Even though the 785G isn't what we'd call an enthusiast chipset, ASRock takes this board seriously when it comes to BIOS tweaking options. In fact, this is the only board in our roundup that allows for dedicated integrated GPU voltage adjustment instead of making users rely on the generic northbridge voltage alone. It features three BIOS profiles, a BIOS flash utility, and AMD's Advanced Clock Calibration (ACC) feature. The only notable missing adjustment is the southbridge voltage. We found that AMD's own overclocking tool didn't operate very stably on the ASRock board, so relying on the BIOS to tweak the settings was preferable.

It seems that ASRock is the only manufacturer that actively advertises AMD's ACC feature as a potential way to unlock dormant CPU cores or enable dormant cache.

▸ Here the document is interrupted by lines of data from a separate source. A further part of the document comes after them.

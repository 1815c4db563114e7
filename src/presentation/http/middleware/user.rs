use axum::{
    extract::FromRequestParts,
    http::{HeaderMap, header, request::Parts},
};
use uuid::Uuid;

use crate::{
    domain::auth::entity::AuthUser,
    presentation::http::{errors::AppError, state::AppState},
};

pub fn extract_bearer_token(headers: &HeaderMap) -> Option<String> {
    headers
        .get(header::AUTHORIZATION)
        .and_then(|v| v.to_str().ok())
        .and_then(|s| s.strip_prefix("Bearer "))
        .map(str::trim)
        .filter(|s| !s.is_empty())
        .map(|s| s.to_string())
}

/// The signed-in user for this request, if any.
///
/// Missing, unknown or expired tokens all resolve to an anonymous visitor.
#[derive(Debug, Clone)]
pub struct MaybeUser(pub Option<AuthUser>);

impl MaybeUser {
    pub fn user_id(&self) -> Option<Uuid> {
        self.0.as_ref().map(|u| u.id)
    }
}

impl FromRequestParts<AppState> for MaybeUser {
    type Rejection = AppError;

    async fn from_request_parts(parts: &mut Parts, state: &AppState) -> Result<Self, Self::Rejection> {
        let Some(token) = extract_bearer_token(&parts.headers) else {
            return Ok(MaybeUser(None));
        };
        match state.auth.current_user(&token).await {
            Ok(user) => Ok(MaybeUser(user)),
            Err(e) => {
                tracing::warn!(error = %e, "User lookup failed, treating request as anonymous");
                Ok(MaybeUser(None))
            }
        }
    }
}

This is a very hit-or-miss capability though, largely dependent on your processor. Indeed, turning on ACC allowed us to turn on disabled CPU cores, thus enabling the fourth core in our Phenom II X3 705e. Unfortunately, our Phenom II X2 550 CPU did not grace us with the same experience, and turning ACC on simply crashed the system. This can be a blessing or a curse—while the feature could enable dormant CPU cores, it can't be used to increase overclocking success with CPUs lacking viable dormant cores or cache.

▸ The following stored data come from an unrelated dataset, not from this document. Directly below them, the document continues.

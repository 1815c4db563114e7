use super::dto::LikeStatus;
use crate::domain::{
    errors::DomainError,
    social::{
        comment::{Comment, NewComment},
        like::{Like, LikeIdentity},
        repository::SocialRepository,
        toggle::{LikeToggle, ToggleAction, ToggleError},
    },
};
use std::{collections::HashSet, sync::Mutex};
use tracing::{debug, instrument};
use uuid::Uuid;

type ToggleKey = (Uuid, LikeIdentity);

pub struct SocialUseCase {
    repository: Box<dyn SocialRepository>,
    in_flight: Mutex<HashSet<ToggleKey>>,
}

/// Holds a (post, viewer) slot in the in-flight set until dropped.
struct InFlight<'a> {
    set: &'a Mutex<HashSet<ToggleKey>>,
    key: ToggleKey,
}

impl Drop for InFlight<'_> {
    fn drop(&mut self) {
        if let Ok(mut set) = self.set.lock() {
            set.remove(&self.key);
        }
    }
}

impl SocialUseCase {
    pub fn new(repository: Box<dyn SocialRepository>) -> Self {
        Self {
            repository,
            in_flight: Mutex::new(HashSet::new()),
        }
    }

    pub async fn like(&self, media_id: Uuid, identity: LikeIdentity) -> Result<Like, DomainError> {
        self.repository.like(media_id, identity).await
    }

    /// Removing a like that does not exist is not an error.
    pub async fn unlike(&self, media_id: Uuid, identity: LikeIdentity) -> Result<(), DomainError> {
        let removed = self.repository.unlike(media_id, identity).await?;
        if !removed {
            debug!(%media_id, "Nothing to unlike");
        }
        Ok(())
    }

    pub async fn likes_count(&self, media_id: Uuid) -> Result<i64, DomainError> {
        self.repository.count_likes(media_id).await
    }

    pub async fn is_liked(&self, media_id: Uuid, identity: LikeIdentity) -> Result<bool, DomainError> {
        self.repository.has_liked(media_id, identity).await
    }

    pub async fn like_status(
        &self,
        media_id: Uuid,
        identity: LikeIdentity,
    ) -> Result<LikeStatus, DomainError> {
        Ok(LikeStatus {
            liked: self.is_liked(media_id, identity).await?,
            likes_count: self.likes_count(media_id).await?,
        })
    }

    /// Flips the caller's like and returns the state read back from the store.
    ///
    /// A second toggle for the same post and viewer is refused with `Conflict`
    /// while the first is still running.
    #[instrument(skip(self))]
    pub async fn toggle_like(
        &self,
        media_id: Uuid,
        identity: LikeIdentity,
    ) -> Result<LikeStatus, DomainError> {
        let _slot = self.claim(media_id, identity)?;

        let mut toggle = LikeToggle::new();
        let current = self.like_status(media_id, identity).await?;
        toggle.resolve(current.liked, current.likes_count);

        let written = match toggle.begin()? {
            ToggleAction::Like => self.repository.like(media_id, identity).await.map(|_| ()),
            ToggleAction::Unlike => self.repository.unlike(media_id, identity).await.map(|_| ()),
        };
        if let Err(e) = written {
            toggle.abort();
            return Err(e);
        }

        let confirmed = self.like_status(media_id, identity).await?;
        toggle.confirm(confirmed.liked, confirmed.likes_count)?;
        Ok(LikeStatus {
            liked: confirmed.liked,
            likes_count: toggle.count(),
        })
    }

    /// Stores a comment already checked by [`NewComment::new`].
    #[instrument(skip(self, comment), fields(media_id = %comment.media_id))]
    pub async fn add_comment(&self, comment: NewComment) -> Result<Comment, DomainError> {
        self.repository.add_comment(comment).await
    }

    /// Oldest first.
    pub async fn get_comments(&self, media_id: Uuid) -> Result<Vec<Comment>, DomainError> {
        self.repository.comments_for(media_id).await
    }

    fn claim(&self, media_id: Uuid, identity: LikeIdentity) -> Result<InFlight<'_>, DomainError> {
        let key = (media_id, identity);
        let mut set = self
            .in_flight
            .lock()
            .map_err(|_| DomainError::InfrastructureError("toggle registry poisoned".into()))?;
        if !set.insert(key) {
            return Err(ToggleError::AlreadyPending.into());
        }
        Ok(InFlight {
            set: &self.in_flight,
            key,
        })
    }
}
pub mod quote;
pub mod theme;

Overclocking the integrated graphics core was very successful, and we enjoyed a clean 100% overclock to 1 GHz from the stock 500 MHz. To do this, we had to raise the mGPU voltage a little to 1.59V, which is a dedicated voltage setting that no other 785G board in this roundup had.

Image 1 of 2

Image 2 of 2

In fact, our only disappointment was memory support. We couldn't boot our Mushkin XP3-12800 at 1,600 MHz using relaxed 9-10-10-25 timings, even though this memory is sold as a 7-8-7-20 part. We know that it's difficult to get AM3 CPUs working with memory speeds faster than 1,333 MHz, but since ASRock proudly advertises 1,600 MHz memory support on the box, we had higher expectations. Despite this issue, AM3 processors will probably prefer low-latency 1,333 MHz memory over 1,600 MHz memory anyway, so this is more of a disappointment than a serious performance detriment.

In summary, the ASRock M3A785GXH/128M is a full-featured board that facilitates lots o flexibility for the enthusiast on a budget.

  • JohnnyLucky
    Very informative article. Nice to see there are motherboards with different features for different users/tasks.
    Reply
  • LATTEH
    Just what i needed to see thanks toms!
    Reply
  • bpdski
    Great article, I think this shows pretty conclusively that there is no benefit to upgrading to an AM3 based system. If you already have an AM2+ system, you can easily just drop in a new CPU and you system will be every bit as good as a brand new system with DDR3. You just need to make sure your motherboard supports the power requirements of whatever you want to drop in.
    Reply
  • jonpaul37
    Hooray AMD for having cheap solutions in these hard-economic times!

    Boo @ Intel! i like the product, but my wallet & Girl do not like the cost!
    Reply
  • jonpaul37Hooray AMD for having cheap solutions in these hard-economic times!Boo @ Intel! i like the product, but my wallet & Girl do not like the cost!+1
    Girl has more money for clothes!
    Reply
  • ominous prime
    Well bpdski there is no point upgrading if you're AM2, but if you're building a new PC AM3 is the way to go in terms of your computers longevity. Very informative article.
    Reply
  • sonofliberty08
    thanks alot for the info , my first choice was allways asus , but now i now what i need when im going to unlock core , and now i saw the benefits of sideport memory .
    Reply
  • duzcizgi
    We were successful in achieving a 900 MHz stable overclock with the integrated graphics chipset by setting the BIOS to increase northbridge voltage by +.210mV.
    Well, .210 mV = 210 microvolt. I don't think it would make much of a change. Maybe it is 210 mV or, .210 V. :)
    Reply
  • doron
    "Now we're seeing another benefit for the AM2+/DDR2 boards: both the Foxconn Cinema Premium and Biostar TA785GE 128M are drawing less power than their AM3/DDR3 counterparts."
    How comes? Didn't we all agree a long time ago that ddr3 supposed to be more energy efficient out of the two? (Lower voltage and stuff?)
    Reply
  • DarkMantle
    Great article, this will help a lot of people to make their AMD budget motherboard choice easier, thank you Don.